━━━━━ Dataset excerpts ━━━━━

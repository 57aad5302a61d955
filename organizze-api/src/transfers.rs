//! Transfers between bank accounts.

use anyhow::Result;
use reqwest::Method;
use serde::Serialize;
use serde_json::Value;

use crate::client::Client;

#[derive(Debug, Clone, Serialize)]
pub struct Tag {
    pub name: String,
}

/// Payload for `POST /transfers`.
#[derive(Debug, Clone, Serialize)]
pub struct NewTransfer {
    /// Destination account.
    pub credit_account_id: i64,
    /// Source account.
    pub debit_account_id: i64,
    pub amount_cents: i64,
    /// `YYYY-MM-DD`.
    pub date: String,
    #[serde(skip_serializing_if = "Option::is_none")]
    pub description: Option<String>,
    #[serde(skip_serializing_if = "Option::is_none")]
    pub paid: Option<bool>,
    #[serde(skip_serializing_if = "Option::is_none")]
    pub notes: Option<String>,
    #[serde(skip_serializing_if = "Option::is_none")]
    pub tags: Option<Vec<Tag>>,
}

/// Fields a transfer accepts on update; unset fields are left alone.
#[derive(Debug, Clone, Default, Serialize)]
pub struct TransferPatch {
    #[serde(skip_serializing_if = "Option::is_none")]
    pub description: Option<String>,
    #[serde(skip_serializing_if = "Option::is_none")]
    pub notes: Option<String>,
    #[serde(skip_serializing_if = "Option::is_none")]
    pub tags: Option<Vec<Tag>>,
}

impl Client {
    pub async fn list_transfers(
        &self,
        start_date: Option<&str>,
        end_date: Option<&str>,
    ) -> Result<Value> {
        let mut pairs = Vec::new();
        if let Some(v) = start_date {
            pairs.push(("start_date", v));
        }
        if let Some(v) = end_date {
            pairs.push(("end_date", v));
        }
        let req = self.request(Method::GET, "/transfers").query(&pairs);
        self.execute(req, "list transfers").await
    }

    pub async fn get_transfer(&self, id: i64) -> Result<Value> {
        self.execute(
            self.request(Method::GET, &format!("/transfers/{id}")),
            "get transfer",
        )
        .await
    }

    pub async fn create_transfer(&self, transfer: &NewTransfer) -> Result<Value> {
        let req = self.request(Method::POST, "/transfers").json(transfer);
        self.execute(req, "create transfer").await
    }

    pub async fn update_transfer(&self, id: i64, patch: &TransferPatch) -> Result<Value> {
        let req = self
            .request(Method::PUT, &format!("/transfers/{id}"))
            .json(patch);
        self.execute(req, "update transfer").await
    }

    pub async fn delete_transfer(&self, id: i64) -> Result<Value> {
        self.execute(
            self.request(Method::DELETE, &format!("/transfers/{id}")),
            "delete transfer",
        )
        .await
    }
}

#[cfg(test)]
mod tests {
    use super::*;
    use serde_json::json;

    #[test]
    fn test_new_transfer_serialization_omits_unset_fields() {
        let t = NewTransfer {
            credit_account_id: 111,
            debit_account_id: 222,
            amount_cents: 50000,
            date: "2026-04-15".to_string(),
            description: None,
            paid: Some(true),
            notes: None,
            tags: None,
        };
        assert_eq!(
            serde_json::to_value(&t).unwrap(),
            json!({
                "credit_account_id": 111,
                "debit_account_id": 222,
                "amount_cents": 50000,
                "date": "2026-04-15",
                "paid": true
            })
        );
    }

    #[test]
    fn test_transfer_patch_carries_tags() {
        let patch = TransferPatch {
            description: Some("Reserva".to_string()),
            tags: Some(vec![Tag {
                name: "mensal".to_string(),
            }]),
            ..Default::default()
        };
        assert_eq!(
            serde_json::to_value(&patch).unwrap(),
            json!({
                "description": "Reserva",
                "tags": [{ "name": "mensal" }]
            })
        );
    }
}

━━━━━

§ Task prompt
Copy, from the data above, every line where the word "unwrap" appears.

§ Response below
            serde_json::to_value(&t).unwrap(),
            serde_json::to_value(&patch).unwrap(),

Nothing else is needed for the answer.